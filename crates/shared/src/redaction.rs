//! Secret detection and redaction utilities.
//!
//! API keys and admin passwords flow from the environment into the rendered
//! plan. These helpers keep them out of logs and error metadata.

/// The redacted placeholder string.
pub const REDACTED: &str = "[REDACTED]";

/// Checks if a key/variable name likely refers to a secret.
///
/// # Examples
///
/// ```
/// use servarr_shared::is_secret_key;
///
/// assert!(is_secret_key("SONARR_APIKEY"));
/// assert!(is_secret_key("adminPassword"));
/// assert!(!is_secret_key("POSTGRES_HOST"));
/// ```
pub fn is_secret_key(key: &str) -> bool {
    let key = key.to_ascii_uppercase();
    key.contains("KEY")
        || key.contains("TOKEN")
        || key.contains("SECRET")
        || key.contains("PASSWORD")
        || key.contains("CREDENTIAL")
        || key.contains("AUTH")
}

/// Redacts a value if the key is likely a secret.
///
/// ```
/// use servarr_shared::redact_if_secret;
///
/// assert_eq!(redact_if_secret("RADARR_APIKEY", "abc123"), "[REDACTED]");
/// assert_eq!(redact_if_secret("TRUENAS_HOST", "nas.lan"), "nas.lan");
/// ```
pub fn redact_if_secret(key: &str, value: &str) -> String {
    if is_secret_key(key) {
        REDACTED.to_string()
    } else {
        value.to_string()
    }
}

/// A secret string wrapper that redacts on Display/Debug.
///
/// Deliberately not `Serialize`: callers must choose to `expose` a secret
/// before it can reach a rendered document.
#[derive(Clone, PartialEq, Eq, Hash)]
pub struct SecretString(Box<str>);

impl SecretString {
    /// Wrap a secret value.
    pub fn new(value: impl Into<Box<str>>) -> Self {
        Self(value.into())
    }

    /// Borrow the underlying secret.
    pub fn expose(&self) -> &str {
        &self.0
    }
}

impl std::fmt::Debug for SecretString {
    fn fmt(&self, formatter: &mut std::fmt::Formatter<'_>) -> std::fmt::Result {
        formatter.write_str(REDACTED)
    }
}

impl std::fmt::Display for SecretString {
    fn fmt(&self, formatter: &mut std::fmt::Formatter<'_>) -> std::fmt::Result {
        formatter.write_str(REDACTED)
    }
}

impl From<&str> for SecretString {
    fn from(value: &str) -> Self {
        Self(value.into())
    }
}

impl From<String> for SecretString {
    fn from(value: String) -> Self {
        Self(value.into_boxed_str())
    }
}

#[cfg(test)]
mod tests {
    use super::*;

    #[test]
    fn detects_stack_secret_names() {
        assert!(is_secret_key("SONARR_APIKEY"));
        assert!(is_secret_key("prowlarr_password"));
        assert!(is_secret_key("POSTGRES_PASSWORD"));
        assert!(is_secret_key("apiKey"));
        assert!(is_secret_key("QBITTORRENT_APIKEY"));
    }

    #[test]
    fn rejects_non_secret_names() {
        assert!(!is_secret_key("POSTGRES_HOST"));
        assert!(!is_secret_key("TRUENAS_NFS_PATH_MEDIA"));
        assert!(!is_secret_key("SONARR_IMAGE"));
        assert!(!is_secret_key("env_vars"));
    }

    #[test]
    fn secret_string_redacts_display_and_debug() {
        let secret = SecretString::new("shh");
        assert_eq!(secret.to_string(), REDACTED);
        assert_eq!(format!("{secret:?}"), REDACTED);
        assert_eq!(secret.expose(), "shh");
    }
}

★ ★ ★ ★ ★

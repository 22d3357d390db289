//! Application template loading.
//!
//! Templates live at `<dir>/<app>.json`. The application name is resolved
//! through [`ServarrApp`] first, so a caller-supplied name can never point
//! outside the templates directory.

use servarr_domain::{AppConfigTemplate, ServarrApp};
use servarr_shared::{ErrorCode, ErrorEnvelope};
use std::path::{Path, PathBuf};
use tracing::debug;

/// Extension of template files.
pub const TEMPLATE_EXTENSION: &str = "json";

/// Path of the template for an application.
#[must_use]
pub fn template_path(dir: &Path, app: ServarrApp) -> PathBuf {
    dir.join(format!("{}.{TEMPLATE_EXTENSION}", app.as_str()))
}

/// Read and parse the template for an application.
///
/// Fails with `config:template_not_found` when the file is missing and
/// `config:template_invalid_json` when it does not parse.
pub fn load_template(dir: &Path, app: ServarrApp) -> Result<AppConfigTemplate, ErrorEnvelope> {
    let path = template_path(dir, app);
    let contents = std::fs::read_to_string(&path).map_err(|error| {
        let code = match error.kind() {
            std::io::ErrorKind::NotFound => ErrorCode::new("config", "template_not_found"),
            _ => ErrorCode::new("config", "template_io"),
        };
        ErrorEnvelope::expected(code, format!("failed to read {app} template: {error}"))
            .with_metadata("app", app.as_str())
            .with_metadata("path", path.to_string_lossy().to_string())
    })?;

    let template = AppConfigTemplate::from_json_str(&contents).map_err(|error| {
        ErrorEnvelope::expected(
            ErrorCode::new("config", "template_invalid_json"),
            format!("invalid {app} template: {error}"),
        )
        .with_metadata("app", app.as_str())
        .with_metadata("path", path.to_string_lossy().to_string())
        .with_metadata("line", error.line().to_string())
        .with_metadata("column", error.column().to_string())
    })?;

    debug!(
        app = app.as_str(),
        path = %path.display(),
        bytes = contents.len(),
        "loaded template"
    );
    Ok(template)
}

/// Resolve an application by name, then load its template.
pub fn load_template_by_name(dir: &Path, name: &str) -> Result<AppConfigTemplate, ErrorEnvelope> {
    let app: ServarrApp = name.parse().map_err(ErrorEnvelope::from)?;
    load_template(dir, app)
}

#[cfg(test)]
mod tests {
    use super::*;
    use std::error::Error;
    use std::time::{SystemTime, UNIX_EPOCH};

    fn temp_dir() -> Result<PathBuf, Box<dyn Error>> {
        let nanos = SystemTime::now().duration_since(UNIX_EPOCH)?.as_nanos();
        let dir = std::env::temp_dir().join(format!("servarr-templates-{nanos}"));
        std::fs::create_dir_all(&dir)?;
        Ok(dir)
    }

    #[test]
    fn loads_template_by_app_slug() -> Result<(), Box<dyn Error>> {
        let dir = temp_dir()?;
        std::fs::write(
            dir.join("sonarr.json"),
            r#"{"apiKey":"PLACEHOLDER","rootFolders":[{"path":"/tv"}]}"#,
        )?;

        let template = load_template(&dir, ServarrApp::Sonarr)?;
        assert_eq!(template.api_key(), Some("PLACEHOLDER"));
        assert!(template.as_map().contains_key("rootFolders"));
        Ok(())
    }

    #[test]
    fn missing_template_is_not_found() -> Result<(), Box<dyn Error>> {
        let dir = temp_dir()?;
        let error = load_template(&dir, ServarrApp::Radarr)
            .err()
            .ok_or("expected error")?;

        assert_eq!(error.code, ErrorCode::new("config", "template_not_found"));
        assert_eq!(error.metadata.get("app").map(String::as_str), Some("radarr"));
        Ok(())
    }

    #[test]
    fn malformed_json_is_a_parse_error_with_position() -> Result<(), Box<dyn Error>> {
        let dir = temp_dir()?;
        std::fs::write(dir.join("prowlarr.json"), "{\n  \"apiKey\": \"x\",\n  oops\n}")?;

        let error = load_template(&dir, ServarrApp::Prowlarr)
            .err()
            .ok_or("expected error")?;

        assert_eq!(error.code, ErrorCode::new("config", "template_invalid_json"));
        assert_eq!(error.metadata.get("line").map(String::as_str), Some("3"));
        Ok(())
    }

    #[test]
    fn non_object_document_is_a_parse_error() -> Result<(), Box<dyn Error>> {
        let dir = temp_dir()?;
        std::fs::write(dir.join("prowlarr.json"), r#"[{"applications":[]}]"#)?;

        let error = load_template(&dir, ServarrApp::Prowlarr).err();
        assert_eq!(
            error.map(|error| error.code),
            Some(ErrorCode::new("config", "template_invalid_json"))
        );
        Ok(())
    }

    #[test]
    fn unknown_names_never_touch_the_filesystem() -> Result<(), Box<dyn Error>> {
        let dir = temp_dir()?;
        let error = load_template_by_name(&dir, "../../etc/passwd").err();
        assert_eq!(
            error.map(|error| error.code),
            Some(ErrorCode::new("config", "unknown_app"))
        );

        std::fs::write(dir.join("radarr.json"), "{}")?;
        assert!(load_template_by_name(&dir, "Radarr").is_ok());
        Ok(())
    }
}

★ ★ ★ ★ ★

Problem statement: Above are the records; copy exactly the lines from the line with "#[must_use]" through the line with "pub fn load_template_by_name(dir: &Path, name: &str)", both included.

Answer section:
#[must_use]
pub fn template_path(dir: &Path, app: ServarrApp) -> PathBuf {
    dir.join(format!("{}.{TEMPLATE_EXTENSION}", app.as_str()))
}

/// Read and parse the template for an application.
///
/// Fails with `config:template_not_found` when the file is missing and
/// `config:template_invalid_json` when it does not parse.
pub fn load_template(dir: &Path, app: ServarrApp) -> Result<AppConfigTemplate, ErrorEnvelope> {
    let path = template_path(dir, app);
    let contents = std::fs::read_to_string(&path).map_err(|error| {
        let code = match error.kind() {
            std::io::ErrorKind::NotFound => ErrorCode::new("config", "template_not_found"),
            _ => ErrorCode::new("config", "template_io"),
        };
        ErrorEnvelope::expected(code, format!("failed to read {app} template: {error}"))
            .with_metadata("app", app.as_str())
            .with_metadata("path", path.to_string_lossy().to_string())
    })?;

    let template = AppConfigTemplate::from_json_str(&contents).map_err(|error| {
        ErrorEnvelope::expected(
            ErrorCode::new("config", "template_invalid_json"),
            format!("invalid {app} template: {error}"),
        )
        .with_metadata("app", app.as_str())
        .with_metadata("path", path.to_string_lossy().to_string())
        .with_metadata("line", error.line().to_string())
        .with_metadata("column", error.column().to_string())
    })?;

    debug!(
        app = app.as_str(),
        path = %path.display(),
        bytes = contents.len(),
        "loaded template"
    );
    Ok(template)
}

/// Resolve an application by name, then load its template.
pub fn load_template_by_name(dir: &Path, name: &str) -> Result<AppConfigTemplate, ErrorEnvelope> {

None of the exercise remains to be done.